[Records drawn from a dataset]
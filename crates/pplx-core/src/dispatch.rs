//! Request dispatch and stream reduction.
//!
//! The wire protocol lives behind the [`Transport`] trait. The [`Dispatcher`]
//! drives it either as one blocking call or as a stream whose events are
//! handed to a single [`StreamReducer`] task over a capacity-1 channel, so the
//! producer cannot run ahead of the consumer by more than one observation.

use async_trait::async_trait;
use std::collections::VecDeque;
use std::sync::{Arc, Mutex};
use tokio::sync::mpsc;

use crate::compile::{CompiledRequest, Directive};
use crate::error::{Error, Result, TransportError};
use crate::types::{CompletionResponse, Usage};

/// Result type for transport operations.
pub type TransportResult<T> = std::result::Result<T, TransportError>;

/// Capacity of the producer/consumer hand-off channel.
///
/// tokio channels cannot be zero-capacity; one slot is the closest to a
/// rendezvous hand-off.
const STREAM_CHANNEL_CAPACITY: usize = 1;

// ─────────────────────────────────────────────────────────────────────────────
// Transport Trait
// ─────────────────────────────────────────────────────────────────────────────

/// The remote completion API.
///
/// Implementations own the wire format, authentication and the per-session
/// timeout. They never retry.
#[async_trait]
pub trait Transport: Send + Sync {
    /// Send one request and wait for the complete answer.
    async fn send(&self, directives: &[Directive]) -> TransportResult<CompletionResponse>;

    /// Send one streaming request and push every event into `tx`.
    ///
    /// Each event is the full answer so far, never a delta. Returning drops
    /// `tx`, which closes the channel. Implementations should stop early if
    /// the receiver is gone.
    async fn send_stream(
        &self,
        directives: &[Directive],
        tx: mpsc::Sender<CompletionResponse>,
    ) -> TransportResult<()>;

    /// Name used in logs.
    fn name(&self) -> &str {
        "transport"
    }
}

/// A transport that can be shared across tasks.
pub type SharedTransport = Arc<dyn Transport>;

// ─────────────────────────────────────────────────────────────────────────────
// Stream Reducer
// ─────────────────────────────────────────────────────────────────────────────

/// Keeps only the latest observation of a cumulative stream.
///
/// Every observation replaces the held result; nothing is concatenated. The
/// optional observer sees each observation before it is stored, which is
/// where incremental rendering hooks in.
pub struct StreamReducer<F> {
    latest: Option<CompletionResponse>,
    observations: usize,
    observer: F,
}

impl StreamReducer<fn(&CompletionResponse)> {
    /// A reducer with no observer.
    pub fn silent() -> Self {
        fn ignore(_: &CompletionResponse) {}
        StreamReducer::new(ignore as fn(&CompletionResponse))
    }
}

impl<F> StreamReducer<F>
where
    F: FnMut(&CompletionResponse),
{
    /// Create a reducer that calls `observer` on every observation.
    pub fn new(observer: F) -> Self {
        Self {
            latest: None,
            observations: 0,
            observer,
        }
    }

    /// Record one observation.
    pub fn observe(&mut self, response: CompletionResponse) {
        (self.observer)(&response);
        self.latest = Some(response);
        self.observations += 1;
    }

    /// Number of observations so far.
    pub fn observations(&self) -> usize {
        self.observations
    }

    /// Consume the reducer, yielding the last observation if there was one.
    pub fn finish(self) -> Option<CompletionResponse> {
        self.latest
    }

    /// Drain `rx` until the producer closes it.
    pub async fn run(
        mut self,
        mut rx: mpsc::Receiver<CompletionResponse>,
    ) -> Option<CompletionResponse> {
        while let Some(response) = rx.recv().await {
            self.observe(response);
        }
        tracing::trace!(observations = self.observations, "Stream closed");
        self.finish()
    }
}

// ─────────────────────────────────────────────────────────────────────────────
// Dispatcher
// ─────────────────────────────────────────────────────────────────────────────

/// Issues compiled requests against a transport.
#[derive(Clone)]
pub struct Dispatcher {
    transport: SharedTransport,
}

impl Dispatcher {
    /// Create a dispatcher over the given transport.
    pub fn new(transport: SharedTransport) -> Self {
        Self { transport }
    }

    /// Dispatch a request, returning the final result.
    pub async fn dispatch(
        &self,
        request: &CompiledRequest,
        streaming: bool,
    ) -> Result<CompletionResponse> {
        if streaming {
            self.dispatch_with_observer(request, |_: &CompletionResponse| {})
                .await
        } else {
            self.dispatch_blocking(request).await
        }
    }

    /// Dispatch a streaming request, calling `observer` on each observation.
    ///
    /// Exactly one consumer task is spawned; the caller waits on it before
    /// reading the reduced result.
    pub async fn dispatch_with_observer<F>(
        &self,
        request: &CompiledRequest,
        observer: F,
    ) -> Result<CompletionResponse>
    where
        F: FnMut(&CompletionResponse) + Send + 'static,
    {
        tracing::debug!(
            transport = self.transport.name(),
            model = request.model().unwrap_or_default(),
            "Dispatching streaming request"
        );

        let (tx, rx) = mpsc::channel(STREAM_CHANNEL_CAPACITY);
        let consumer = tokio::spawn(StreamReducer::new(observer).run(rx));

        let produced = self.transport.send_stream(&request.directives, tx).await;

        let reduced = consumer
            .await
            .map_err(|e| Error::Stream(format!("stream consumer failed: {}", e)))?;

        if let Err(e) = produced {
            tracing::warn!(error = %e, "Streaming request failed");
            return Err(Error::Request(e));
        }

        reduced.ok_or_else(|| Error::Stream("no response received".to_string()))
    }

    async fn dispatch_blocking(&self, request: &CompiledRequest) -> Result<CompletionResponse> {
        tracing::debug!(
            transport = self.transport.name(),
            model = request.model().unwrap_or_default(),
            "Dispatching request"
        );

        let response = self.transport.send(&request.directives).await.map_err(|e| {
            tracing::warn!(error = %e, "Request failed");
            Error::Request(e)
        })?;

        tracing::debug!(
            model = %response.model,
            total_tokens = response.usage.total_tokens,
            "Received response"
        );
        Ok(response)
    }
}

// ─────────────────────────────────────────────────────────────────────────────
// Mock Transport
// ─────────────────────────────────────────────────────────────────────────────

/// One scripted reply of a [`MockTransport`].
#[derive(Debug, Clone)]
pub enum MockReply {
    /// A single complete response.
    Response(CompletionResponse),
    /// A sequence of cumulative events, optionally ending in an error.
    Stream {
        events: Vec<CompletionResponse>,
        error: Option<TransportError>,
    },
    /// An immediate failure.
    Error(TransportError),
}

/// A transport for testing.
///
/// Replies are consumed in order, one per request. Every request's
/// directives are recorded.
#[derive(Debug, Default)]
pub struct MockTransport {
    replies: Mutex<VecDeque<MockReply>>,
    requests: Mutex<Vec<Vec<Directive>>>,
}

impl MockTransport {
    /// Create a mock with the given replies.
    pub fn new(replies: Vec<MockReply>) -> Self {
        Self {
            replies: Mutex::new(replies.into()),
            requests: Mutex::new(Vec::new()),
        }
    }

    /// A mock answering once with `text`.
    pub fn with_text(text: impl Into<String>) -> Self {
        Self::new(vec![MockReply::Response(CompletionResponse::new(
            "sonar",
            text,
            Usage::new(10, 20),
        ))])
    }

    /// A mock streaming the given cumulative texts.
    pub fn streaming<I, S>(texts: I) -> Self
    where
        I: IntoIterator<Item = S>,
        S: Into<String>,
    {
        let events = texts
            .into_iter()
            .enumerate()
            .map(|(i, t)| CompletionResponse::new("sonar", t, Usage::new(10, i as u32 + 1)))
            .collect();
        Self::new(vec![MockReply::Stream {
            events,
            error: None,
        }])
    }

    /// A mock failing once with `error`.
    pub fn failing(error: TransportError) -> Self {
        Self::new(vec![MockReply::Error(error)])
    }

    /// Directives of every request made so far.
    pub fn requests(&self) -> Vec<Vec<Directive>> {
        self.requests
            .lock()
            .unwrap_or_else(|e| e.into_inner())
            .clone()
    }

    /// Number of requests made.
    pub fn request_count(&self) -> usize {
        self.requests.lock().unwrap_or_else(|e| e.into_inner()).len()
    }

    fn next_reply(&self, directives: &[Directive]) -> TransportResult<MockReply> {
        self.requests
            .lock()
            .unwrap_or_else(|e| e.into_inner())
            .push(directives.to_vec());
        self.replies
            .lock()
            .unwrap_or_else(|e| e.into_inner())
            .pop_front()
            .ok_or_else(|| TransportError::Network("MockTransport: no more replies".to_string()))
    }
}

#[async_trait]
impl Transport for MockTransport {
    async fn send(&self, directives: &[Directive]) -> TransportResult<CompletionResponse> {
        match self.next_reply(directives)? {
            MockReply::Response(r) => Ok(r),
            MockReply::Stream { events, error } => match error {
                Some(e) => Err(e),
                None => events
                    .into_iter()
                    .last()
                    .ok_or_else(|| TransportError::Decode("empty response".to_string())),
            },
            MockReply::Error(e) => Err(e),
        }
    }

    async fn send_stream(
        &self,
        directives: &[Directive],
        tx: mpsc::Sender<CompletionResponse>,
    ) -> TransportResult<()> {
        let (events, error) = match self.next_reply(directives)? {
            MockReply::Response(r) => (vec![r], None),
            MockReply::Stream { events, error } => (events, error),
            MockReply::Error(e) => return Err(e),
        };
        for event in events {
            if tx.send(event).await.is_err() {
                break;
            }
        }
        match error {
            Some(e) => Err(e),
            None => Ok(()),
        }
    }

    fn name(&self) -> &str {
        "mock"
    }
}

§ **Action item**:
All lines in the records with the string "StreamReducer" should be copied out.

§ **Task answer**:
//! handed to a single [`StreamReducer`] task over a capacity-1 channel, so the
pub struct StreamReducer<F> {
impl StreamReducer<fn(&CompletionResponse)> {
        StreamReducer::new(ignore as fn(&CompletionResponse))
impl<F> StreamReducer<F>
        let consumer = tokio::spawn(StreamReducer::new(observer).run(rx));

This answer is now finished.